For security, you may wish to merge the security advisory private fork or apply the patches manually and then push them directly to staging
.
It is worth noting that at the end of the Final/Hotfix/Security release staging
is merged to master
which is merged back into develop
-
this means that any commit which goes to staging
will eventually make its way back to the default branch.
- The staging branch is prepared
Releasing
Shortly after concluding the preparation stage (or pushing any changes to staging
in general);
a draft release will be automatically made on the 4 project repositories with suggested changelogs and version numbers.
Review the draft releases created, check the version number makes sense and that the changelog contains everything you'd expect to.

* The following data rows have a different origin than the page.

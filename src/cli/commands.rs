//! CLI command handlers.

use std::io::{self, Write};
use std::process::ExitCode;

use super::args::{Args, DemoKind};
use super::output::write_frame;
use crate::config::LabConfig;
use crate::demos::{DemoEngine, FunctionOptimizer, GridWorldAgent, ParticleField, RegressionTrainer};
use crate::error::LabResult;

/// What a finished run produced.
#[derive(Debug, Clone, PartialEq, Eq)]
pub struct RunSummary {
    /// Ticks executed.
    pub steps: u64,
    /// Snapshots written.
    pub frames: u64,
    /// Checksum of the final state.
    pub checksum: u64,
    /// The engine reached a terminal state before the step budget ran out.
    pub completed: bool,
}

/// Main CLI entry point.
#[must_use]
pub fn run_cli(args: &Args) -> ExitCode {
    let stdout = io::stdout();
    let mut out = stdout.lock();
    match run(args, &mut out) {
        Ok(summary) => {
            tracing::info!(
                steps = summary.steps,
                frames = summary.frames,
                checksum = summary.checksum,
                completed = summary.completed,
                "run finished"
            );
            ExitCode::SUCCESS
        }
        Err(e) => {
            tracing::error!(error = %e, "run failed");
            ExitCode::FAILURE
        }
    }
}

/// Load the configuration, apply overrides and drive the selected demo.
///
/// # Errors
///
/// Returns error if the config file cannot be loaded or output fails.
pub fn run<W: Write>(args: &Args, out: &mut W) -> LabResult<RunSummary> {
    let mut config = match &args.config {
        Some(path) => {
            tracing::debug!(path = %path.display(), "loading config");
            LabConfig::load(path)?
        }
        None => LabConfig::default(),
    };
    if let Some(seed) = args.seed {
        config.reseed(seed);
    }

    match args.demo {
        DemoKind::Particles => drive(ParticleField::from_config(config.particles), args, out),
        DemoKind::Optimizer => drive(FunctionOptimizer::from_config(config.optimizer), args, out),
        DemoKind::GridWorld => drive(GridWorldAgent::from_config(config.grid_world), args, out),
        DemoKind::Regression => {
            drive(RegressionTrainer::from_config(config.regression), args, out)
        }
    }
}

/// Step `engine` up to `args.steps` times, writing every `args.every`-th
/// snapshot. A terminal state ends the run early with a final snapshot.
fn drive<E: DemoEngine, W: Write>(mut engine: E, args: &Args, out: &mut W) -> LabResult<RunSummary> {
    tracing::info!(
        demo = engine.name(),
        seed = engine.seed(),
        steps = args.steps,
        "starting run"
    );

    let every = args.every.max(1);
    let mut frames = 0;
    let mut completed = false;

    for tick in 1..=args.steps {
        engine.step();
        completed = engine.is_complete();

        if tick % every == 0 || completed {
            write_frame(out, &engine)?;
            frames += 1;
        }
        if completed {
            break;
        }
    }
    out.flush()?;

    Ok(RunSummary {
        steps: engine.step_count(),
        frames,
        checksum: engine.state_checksum(),
        completed,
    })
}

Note: we should add a step here to write summaries atop the changelogs manually, or via AI
Matrix JS SDK
The first stop is the matrix-js-sdk; draft a release using the automation - making sure to select the right type of release.

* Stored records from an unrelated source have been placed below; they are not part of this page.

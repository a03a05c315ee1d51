//! Deterministic random number generation.
//!
//! Every stochastic choice an engine makes (particle placement, dataset
//! noise, exploratory moves) draws from a [`SimRng`]. Given the same seed,
//! the sequence is bitwise-identical across runs and platforms, which is
//! what makes the engines replayable in tests.

use rand::prelude::*;
use rand_pcg::Pcg64;
use serde::{Deserialize, Serialize};

/// Golden-ratio increment used to spread partition seeds.
const STREAM_SPREAD: u64 = 0x9E37_79B9_7F4A_7C15;

/// Deterministic, reproducible random number generator (PCG-64).
#[derive(Debug, Clone, Serialize, Deserialize)]
pub struct SimRng {
    /// Master seed for reproducibility.
    master_seed: u64,
    /// Current stream index for partitioning.
    stream: u64,
    /// Internal PCG state.
    rng: Pcg64,
}

impl SimRng {
    /// Create a new RNG with the given master seed.
    #[must_use]
    pub fn new(master_seed: u64) -> Self {
        Self {
            master_seed,
            stream: 0,
            rng: Pcg64::seed_from_u64(master_seed),
        }
    }

    /// Get the master seed.
    #[must_use]
    pub const fn master_seed(&self) -> u64 {
        self.master_seed
    }

    /// Get current stream index.
    #[must_use]
    pub const fn stream(&self) -> u64 {
        self.stream
    }

    /// Create independent child streams derived from the master seed.
    ///
    /// # Example
    ///
    /// ```rust
    /// use labsim::engine::rng::SimRng;
    ///
    /// let mut rng = SimRng::new(42);
    /// let partitions = rng.partition(3);
    /// assert_eq!(partitions.len(), 3);
    /// ```
    #[must_use]
    pub fn partition(&mut self, n: usize) -> Vec<Self> {
        let partitions: Vec<Self> = (0..n)
            .map(|i| {
                let stream = self.stream + 1 + i as u64;
                let seed = self
                    .master_seed
                    .wrapping_add(stream.wrapping_mul(STREAM_SPREAD));
                Self {
                    master_seed: self.master_seed,
                    stream,
                    rng: Pcg64::seed_from_u64(seed),
                }
            })
            .collect();

        self.stream += n as u64;
        partitions
    }

    /// Generate a random f64 in [0, 1).
    pub fn gen_f64(&mut self) -> f64 {
        self.rng.gen()
    }

    /// Generate a random f64 in `[min, max)`.
    ///
    /// A degenerate or inverted range collapses to `min`.
    pub fn gen_range_f64(&mut self, min: f64, max: f64) -> f64 {
        if max <= min {
            return min;
        }
        min + (max - min) * self.gen_f64()
    }

    /// Generate a random f64 in `[-half_width, half_width)`.
    pub fn gen_symmetric(&mut self, half_width: f64) -> f64 {
        self.gen_range_f64(-half_width, half_width)
    }

    /// Generate a random u64.
    pub fn gen_u64(&mut self) -> u64 {
        self.rng.gen()
    }

    /// Pick a uniform index in `[0, len)`, or `None` for an empty range.
    pub fn gen_index(&mut self, len: usize) -> Option<usize> {
        if len == 0 {
            return None;
        }
        Some(self.rng.gen_range(0..len))
    }

    /// Bernoulli trial: `true` with probability `p` (clamped to [0, 1]).
    pub fn gen_bool(&mut self, p: f64) -> bool {
        self.gen_f64() < p.clamp(0.0, 1.0)
    }
}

- Check the release notes & artifacts for the draft release, publish when ready
- Check that matrix-js-sdk has been published to npm
- Check that the docs have published successfully
Matrix React SDK
The next stop is matrix-react-sdk; draft a release using the automation - making sure to select the right type of release. In the JS SDK version field enter the version of the JS SDK you wish to use, for typical releases including all the layers this would be the version released in the stage above.
- Check the release notes & artifacts for the draft release, publish when ready
- Check that matrix-react-sdk has been published to npm
Element Web
The next stop is element-web; draft a release using the automation - making sure to select the right type of release. In the SDK version fields enter the versions you wish to use, for typical releases including all the layers this would be the versions released in the stages above.

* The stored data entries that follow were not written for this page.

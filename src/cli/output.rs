//! Snapshot output.
//!
//! One JSON object per line, so the stream can be piped into `jq` or
//! replayed line by line.

use serde::Serialize;
use std::io::Write;

use crate::demos::DemoEngine;
use crate::error::LabResult;

/// One emitted snapshot.
#[derive(Debug, Serialize)]
pub struct Frame<'a, S> {
    /// Demo display name.
    pub demo: &'a str,
    /// Ticks since reset.
    pub step: u64,
    /// Checksum of `state`.
    pub checksum: u64,
    /// The snapshot itself.
    pub state: S,
}

/// Write the engine's current snapshot as a single JSON line.
///
/// # Errors
///
/// Returns error if serialization or the write fails.
pub fn write_frame<E: DemoEngine, W: Write>(out: &mut W, engine: &E) -> LabResult<()> {
    let frame = Frame {
        demo: engine.name(),
        step: engine.step_count(),
        checksum: engine.state_checksum(),
        state: engine.state(),
    };
    serde_json::to_writer(&mut *out, &frame)?;
    writeln!(out)?;
    Ok(())
}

- Check the release notes & artifacts for the draft release, publish when ready
Element Desktop
The next stop is element-desktop; draft a release using the automation - making sure to select the right type of release.
- Check the release notes & artifacts for the draft release, publish when ready
Deploying
We ship the SDKs to npm, this happens as part of the release process once the draft is published.
We ship Element Web to dockerhub, *.element.io
, and packages.element.io.
We ship Element Desktop to packages.element.io.
- Check that Element Web has shipped to dockerhub
- Deploy staging.element.io. See docs.
- Test staging.element.io
For final releases additionally do these steps:
- Deploy app.element.io. See docs.
- Test app.element.io
- Ensure
element-web
debian package has shipped to packages.element.io - Ensure Element Desktop packages have shipped to packages.element.io
Housekeeping
We have some manual housekeeping to do in order to prepare for the next release.
- Update topics using the automation. It will autodetect the current latest version. Don't forget the date you supply should be e.g. September 5th (including the "th") for the script to work.
- Announce the release in #element-web-announcements:matrix.org
(show)
With wording like:
Element Web v1.11.24 is here!
This version adds ... and fixes bugs ...
Check it out at app.element.io, in Element Desktop, or from Docker Hub. Changelog and more details at https://github.com/element-hq/element-web/releases/tag/v1.11.24
For the first RC of a given release cycle do these steps:
-
Go to the matrix-js-sdk Renovate dashboard and click the checkbox to create/update its PRs.
-
Go to the matrix-react-sdk Renovate dashboard and click the checkbox to create/update its PRs.
-
Go to the element-web Renovate dashboard and click the checkbox to create/update its PRs.
-
Go to the element-desktop Renovate dashboard and click the checkbox to create/update its PRs.
-
Later, check back and merge the PRs that succeeded to build. The ones that failed will get picked up by the maintainer.
For final releases additionally do these steps:
- Archive done column on the team board Note: this should be automated
- Add entry to the milestones diary. The document says only to add significant releases, but we add all of them just in case.